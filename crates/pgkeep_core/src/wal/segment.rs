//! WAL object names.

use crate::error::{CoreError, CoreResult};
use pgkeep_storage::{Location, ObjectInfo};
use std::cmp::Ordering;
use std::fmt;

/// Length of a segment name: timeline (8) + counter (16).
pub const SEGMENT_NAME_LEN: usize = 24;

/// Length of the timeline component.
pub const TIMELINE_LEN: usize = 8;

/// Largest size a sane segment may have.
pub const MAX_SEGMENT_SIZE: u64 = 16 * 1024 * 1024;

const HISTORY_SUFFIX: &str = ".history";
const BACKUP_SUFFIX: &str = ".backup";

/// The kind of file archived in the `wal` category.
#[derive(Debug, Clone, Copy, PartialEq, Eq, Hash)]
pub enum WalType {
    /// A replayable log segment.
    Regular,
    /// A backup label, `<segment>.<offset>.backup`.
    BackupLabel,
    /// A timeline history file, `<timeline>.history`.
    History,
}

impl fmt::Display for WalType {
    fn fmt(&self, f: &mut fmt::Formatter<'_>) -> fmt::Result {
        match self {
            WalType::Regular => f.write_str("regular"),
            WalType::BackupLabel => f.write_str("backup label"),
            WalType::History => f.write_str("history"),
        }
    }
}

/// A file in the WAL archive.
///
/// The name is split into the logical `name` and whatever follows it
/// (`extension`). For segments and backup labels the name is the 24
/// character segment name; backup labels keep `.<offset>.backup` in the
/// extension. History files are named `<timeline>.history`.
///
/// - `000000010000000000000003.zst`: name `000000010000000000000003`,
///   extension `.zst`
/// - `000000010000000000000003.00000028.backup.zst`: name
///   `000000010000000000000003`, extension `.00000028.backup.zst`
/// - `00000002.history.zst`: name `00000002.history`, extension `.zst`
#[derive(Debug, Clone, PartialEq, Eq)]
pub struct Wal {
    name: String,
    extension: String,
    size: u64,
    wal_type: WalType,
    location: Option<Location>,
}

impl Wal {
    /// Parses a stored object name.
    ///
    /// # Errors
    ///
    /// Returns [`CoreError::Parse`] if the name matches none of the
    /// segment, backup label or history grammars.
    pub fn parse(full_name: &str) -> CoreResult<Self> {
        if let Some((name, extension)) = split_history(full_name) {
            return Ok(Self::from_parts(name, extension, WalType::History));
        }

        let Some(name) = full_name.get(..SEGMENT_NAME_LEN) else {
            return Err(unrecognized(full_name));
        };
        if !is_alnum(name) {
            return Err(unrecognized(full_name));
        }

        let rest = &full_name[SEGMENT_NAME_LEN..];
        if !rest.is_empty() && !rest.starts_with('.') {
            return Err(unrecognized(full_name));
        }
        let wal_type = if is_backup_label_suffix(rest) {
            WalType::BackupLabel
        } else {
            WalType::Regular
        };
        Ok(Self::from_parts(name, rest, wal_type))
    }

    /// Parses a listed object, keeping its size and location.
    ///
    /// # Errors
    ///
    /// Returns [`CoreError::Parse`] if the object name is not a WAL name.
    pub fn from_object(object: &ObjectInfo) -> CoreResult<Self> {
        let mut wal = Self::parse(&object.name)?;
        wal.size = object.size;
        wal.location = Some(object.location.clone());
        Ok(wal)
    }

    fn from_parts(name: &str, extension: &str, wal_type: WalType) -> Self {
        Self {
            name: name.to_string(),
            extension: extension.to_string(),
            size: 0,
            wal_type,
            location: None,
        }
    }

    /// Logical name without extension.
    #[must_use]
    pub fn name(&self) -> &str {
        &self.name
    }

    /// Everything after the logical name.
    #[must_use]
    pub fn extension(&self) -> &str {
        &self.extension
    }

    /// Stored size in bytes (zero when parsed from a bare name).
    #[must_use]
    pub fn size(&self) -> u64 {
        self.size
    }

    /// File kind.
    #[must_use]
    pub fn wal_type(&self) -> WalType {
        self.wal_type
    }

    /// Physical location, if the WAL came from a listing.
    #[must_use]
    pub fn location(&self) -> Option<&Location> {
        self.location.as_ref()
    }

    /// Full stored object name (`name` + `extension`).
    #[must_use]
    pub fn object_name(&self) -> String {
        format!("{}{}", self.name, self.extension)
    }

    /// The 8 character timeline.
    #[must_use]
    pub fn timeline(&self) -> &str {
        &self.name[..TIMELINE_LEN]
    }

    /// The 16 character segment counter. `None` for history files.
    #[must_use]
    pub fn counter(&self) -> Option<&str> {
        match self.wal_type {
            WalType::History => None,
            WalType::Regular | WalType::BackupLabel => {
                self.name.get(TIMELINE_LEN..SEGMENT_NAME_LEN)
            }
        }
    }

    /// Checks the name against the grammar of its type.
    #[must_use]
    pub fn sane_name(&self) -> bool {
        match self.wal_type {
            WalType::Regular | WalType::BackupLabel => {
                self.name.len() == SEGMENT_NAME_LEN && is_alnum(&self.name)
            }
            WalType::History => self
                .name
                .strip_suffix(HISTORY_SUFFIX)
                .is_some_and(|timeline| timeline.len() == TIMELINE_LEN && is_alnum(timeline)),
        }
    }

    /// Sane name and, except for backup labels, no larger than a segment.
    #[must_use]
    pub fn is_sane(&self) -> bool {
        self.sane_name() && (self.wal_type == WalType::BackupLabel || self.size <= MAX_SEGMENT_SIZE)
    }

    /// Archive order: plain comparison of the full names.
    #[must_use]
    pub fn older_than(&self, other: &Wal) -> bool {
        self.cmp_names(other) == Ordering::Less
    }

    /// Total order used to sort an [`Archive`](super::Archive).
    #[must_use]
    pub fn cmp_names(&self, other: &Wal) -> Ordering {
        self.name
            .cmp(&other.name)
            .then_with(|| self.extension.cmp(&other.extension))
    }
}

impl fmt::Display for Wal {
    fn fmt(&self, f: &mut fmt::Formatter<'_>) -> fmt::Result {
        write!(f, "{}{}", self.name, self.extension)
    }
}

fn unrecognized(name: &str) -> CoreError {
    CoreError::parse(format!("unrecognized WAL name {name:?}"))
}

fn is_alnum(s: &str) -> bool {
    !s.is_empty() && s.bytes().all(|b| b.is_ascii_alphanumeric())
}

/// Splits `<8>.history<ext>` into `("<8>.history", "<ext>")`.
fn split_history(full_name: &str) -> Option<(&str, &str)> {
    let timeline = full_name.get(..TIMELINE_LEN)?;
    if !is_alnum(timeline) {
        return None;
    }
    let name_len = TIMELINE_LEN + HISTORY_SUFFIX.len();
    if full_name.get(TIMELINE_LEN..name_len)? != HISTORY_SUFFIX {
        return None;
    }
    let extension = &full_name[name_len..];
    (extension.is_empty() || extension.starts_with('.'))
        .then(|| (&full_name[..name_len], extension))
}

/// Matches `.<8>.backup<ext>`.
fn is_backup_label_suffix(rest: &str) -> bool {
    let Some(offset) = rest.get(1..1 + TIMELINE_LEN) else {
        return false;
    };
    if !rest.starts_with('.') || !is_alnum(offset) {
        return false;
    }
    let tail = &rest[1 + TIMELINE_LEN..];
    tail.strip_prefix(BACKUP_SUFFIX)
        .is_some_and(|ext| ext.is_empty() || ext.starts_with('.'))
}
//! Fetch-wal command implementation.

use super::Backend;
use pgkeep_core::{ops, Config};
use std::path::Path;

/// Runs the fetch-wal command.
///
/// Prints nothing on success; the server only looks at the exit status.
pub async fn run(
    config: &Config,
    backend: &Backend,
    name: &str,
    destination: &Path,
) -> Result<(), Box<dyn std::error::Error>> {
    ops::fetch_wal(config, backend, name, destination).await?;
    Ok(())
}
==
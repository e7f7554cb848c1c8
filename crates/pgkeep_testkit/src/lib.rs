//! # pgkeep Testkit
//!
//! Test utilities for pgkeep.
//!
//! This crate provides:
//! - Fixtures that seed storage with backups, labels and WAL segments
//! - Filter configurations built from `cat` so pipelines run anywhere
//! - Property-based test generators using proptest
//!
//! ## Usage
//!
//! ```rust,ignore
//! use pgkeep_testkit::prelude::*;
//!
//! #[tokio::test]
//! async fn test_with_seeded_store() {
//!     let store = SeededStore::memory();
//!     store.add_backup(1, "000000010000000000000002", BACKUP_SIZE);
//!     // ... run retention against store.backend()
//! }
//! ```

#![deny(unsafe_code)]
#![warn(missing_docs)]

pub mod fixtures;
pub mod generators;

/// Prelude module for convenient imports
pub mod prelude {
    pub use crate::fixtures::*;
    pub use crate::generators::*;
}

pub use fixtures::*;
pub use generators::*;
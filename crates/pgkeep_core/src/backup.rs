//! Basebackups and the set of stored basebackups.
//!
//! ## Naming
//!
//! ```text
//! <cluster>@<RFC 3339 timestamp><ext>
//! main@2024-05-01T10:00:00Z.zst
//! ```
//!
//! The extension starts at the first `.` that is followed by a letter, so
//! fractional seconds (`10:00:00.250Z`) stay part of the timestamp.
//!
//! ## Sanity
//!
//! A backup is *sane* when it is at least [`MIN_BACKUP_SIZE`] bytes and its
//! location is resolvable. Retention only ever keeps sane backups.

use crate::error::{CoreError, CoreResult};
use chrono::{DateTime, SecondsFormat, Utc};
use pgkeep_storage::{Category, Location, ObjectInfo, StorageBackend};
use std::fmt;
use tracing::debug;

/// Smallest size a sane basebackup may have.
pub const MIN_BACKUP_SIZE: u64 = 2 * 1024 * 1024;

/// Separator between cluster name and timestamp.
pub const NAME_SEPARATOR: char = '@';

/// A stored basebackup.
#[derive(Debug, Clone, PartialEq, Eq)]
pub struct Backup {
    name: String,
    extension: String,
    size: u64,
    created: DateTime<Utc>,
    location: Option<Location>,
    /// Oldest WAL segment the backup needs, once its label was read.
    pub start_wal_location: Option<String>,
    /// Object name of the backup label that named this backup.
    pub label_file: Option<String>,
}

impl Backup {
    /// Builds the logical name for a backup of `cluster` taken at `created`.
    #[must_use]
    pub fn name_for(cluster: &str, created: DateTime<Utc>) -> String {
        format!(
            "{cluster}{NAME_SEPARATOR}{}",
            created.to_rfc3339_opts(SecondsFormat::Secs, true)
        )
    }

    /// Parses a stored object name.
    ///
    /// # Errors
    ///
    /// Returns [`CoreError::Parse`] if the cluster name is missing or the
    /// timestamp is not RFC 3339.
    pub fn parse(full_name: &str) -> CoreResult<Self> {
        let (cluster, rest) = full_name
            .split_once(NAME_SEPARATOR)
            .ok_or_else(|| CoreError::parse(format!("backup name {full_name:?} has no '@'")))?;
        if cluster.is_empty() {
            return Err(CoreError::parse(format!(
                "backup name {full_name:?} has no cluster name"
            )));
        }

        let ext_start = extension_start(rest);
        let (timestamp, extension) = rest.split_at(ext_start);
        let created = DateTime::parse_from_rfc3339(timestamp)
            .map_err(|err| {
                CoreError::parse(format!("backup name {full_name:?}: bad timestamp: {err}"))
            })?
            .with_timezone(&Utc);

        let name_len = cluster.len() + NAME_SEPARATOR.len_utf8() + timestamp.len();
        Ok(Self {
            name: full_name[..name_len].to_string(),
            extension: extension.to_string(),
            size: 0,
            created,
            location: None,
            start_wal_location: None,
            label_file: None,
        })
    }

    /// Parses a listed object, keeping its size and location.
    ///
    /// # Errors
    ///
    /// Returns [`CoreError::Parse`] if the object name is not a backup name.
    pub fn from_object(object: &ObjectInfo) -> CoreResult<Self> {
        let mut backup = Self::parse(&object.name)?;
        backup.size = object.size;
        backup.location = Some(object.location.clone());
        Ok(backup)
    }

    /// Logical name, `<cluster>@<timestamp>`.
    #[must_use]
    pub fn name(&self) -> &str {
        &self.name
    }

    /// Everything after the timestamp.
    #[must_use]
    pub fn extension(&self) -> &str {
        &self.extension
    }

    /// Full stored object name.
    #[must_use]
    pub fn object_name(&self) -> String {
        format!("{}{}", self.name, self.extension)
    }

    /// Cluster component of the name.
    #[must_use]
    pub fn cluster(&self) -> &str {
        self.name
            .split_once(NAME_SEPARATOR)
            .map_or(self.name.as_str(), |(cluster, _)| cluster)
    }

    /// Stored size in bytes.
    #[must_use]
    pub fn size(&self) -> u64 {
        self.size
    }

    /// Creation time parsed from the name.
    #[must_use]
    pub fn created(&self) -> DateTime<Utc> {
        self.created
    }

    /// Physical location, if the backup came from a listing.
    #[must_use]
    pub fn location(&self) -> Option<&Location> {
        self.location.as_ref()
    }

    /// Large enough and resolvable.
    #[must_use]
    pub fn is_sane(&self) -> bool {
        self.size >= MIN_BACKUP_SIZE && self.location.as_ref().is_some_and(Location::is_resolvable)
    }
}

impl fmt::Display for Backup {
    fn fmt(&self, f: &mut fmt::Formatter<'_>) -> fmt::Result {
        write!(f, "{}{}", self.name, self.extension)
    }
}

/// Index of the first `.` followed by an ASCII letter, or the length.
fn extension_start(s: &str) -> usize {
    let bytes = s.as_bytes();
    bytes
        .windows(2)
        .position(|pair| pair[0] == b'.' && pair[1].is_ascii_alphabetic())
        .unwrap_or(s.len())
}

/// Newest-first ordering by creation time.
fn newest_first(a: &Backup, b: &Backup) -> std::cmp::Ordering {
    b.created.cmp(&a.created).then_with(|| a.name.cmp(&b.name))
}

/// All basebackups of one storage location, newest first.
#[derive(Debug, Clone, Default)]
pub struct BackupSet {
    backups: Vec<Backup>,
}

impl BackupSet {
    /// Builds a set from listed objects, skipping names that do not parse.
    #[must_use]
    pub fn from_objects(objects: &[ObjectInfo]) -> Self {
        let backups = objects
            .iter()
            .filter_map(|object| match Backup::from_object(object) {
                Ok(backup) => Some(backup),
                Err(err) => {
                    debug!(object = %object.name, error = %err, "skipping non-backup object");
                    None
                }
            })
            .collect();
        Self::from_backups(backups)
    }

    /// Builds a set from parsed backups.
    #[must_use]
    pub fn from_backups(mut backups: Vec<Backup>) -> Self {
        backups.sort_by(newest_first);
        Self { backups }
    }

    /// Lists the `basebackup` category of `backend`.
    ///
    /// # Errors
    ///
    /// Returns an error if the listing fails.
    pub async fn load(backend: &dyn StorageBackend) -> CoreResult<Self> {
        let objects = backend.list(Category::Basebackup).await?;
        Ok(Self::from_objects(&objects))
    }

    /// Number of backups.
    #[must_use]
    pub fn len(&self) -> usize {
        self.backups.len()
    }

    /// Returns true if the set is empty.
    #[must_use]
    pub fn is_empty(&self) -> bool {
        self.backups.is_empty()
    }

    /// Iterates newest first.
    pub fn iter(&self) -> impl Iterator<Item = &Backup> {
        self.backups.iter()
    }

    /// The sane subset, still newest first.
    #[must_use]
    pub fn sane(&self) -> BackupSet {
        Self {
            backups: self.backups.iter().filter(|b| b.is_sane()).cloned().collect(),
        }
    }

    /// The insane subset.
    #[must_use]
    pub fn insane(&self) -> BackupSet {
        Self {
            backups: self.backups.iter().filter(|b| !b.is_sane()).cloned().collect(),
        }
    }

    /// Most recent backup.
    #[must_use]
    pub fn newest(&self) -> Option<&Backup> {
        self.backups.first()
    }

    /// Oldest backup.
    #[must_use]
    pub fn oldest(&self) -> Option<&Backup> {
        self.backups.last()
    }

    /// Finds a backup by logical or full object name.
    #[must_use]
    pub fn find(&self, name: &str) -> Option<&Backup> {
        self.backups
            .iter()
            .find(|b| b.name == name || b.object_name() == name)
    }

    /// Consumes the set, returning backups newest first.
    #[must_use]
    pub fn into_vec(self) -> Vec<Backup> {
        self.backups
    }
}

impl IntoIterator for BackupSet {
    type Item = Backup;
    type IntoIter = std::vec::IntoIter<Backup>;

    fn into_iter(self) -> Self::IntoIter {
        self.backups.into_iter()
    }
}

**Instructions to follow**.
Search the listing above for the string "DateTime" and copy each line that has it.

**Solution to the exercise**.
use chrono::{DateTime, SecondsFormat, Utc};
    created: DateTime<Utc>,
    pub fn name_for(cluster: &str, created: DateTime<Utc>) -> String {
        let created = DateTime::parse_from_rfc3339(timestamp)
    pub fn created(&self) -> DateTime<Utc> {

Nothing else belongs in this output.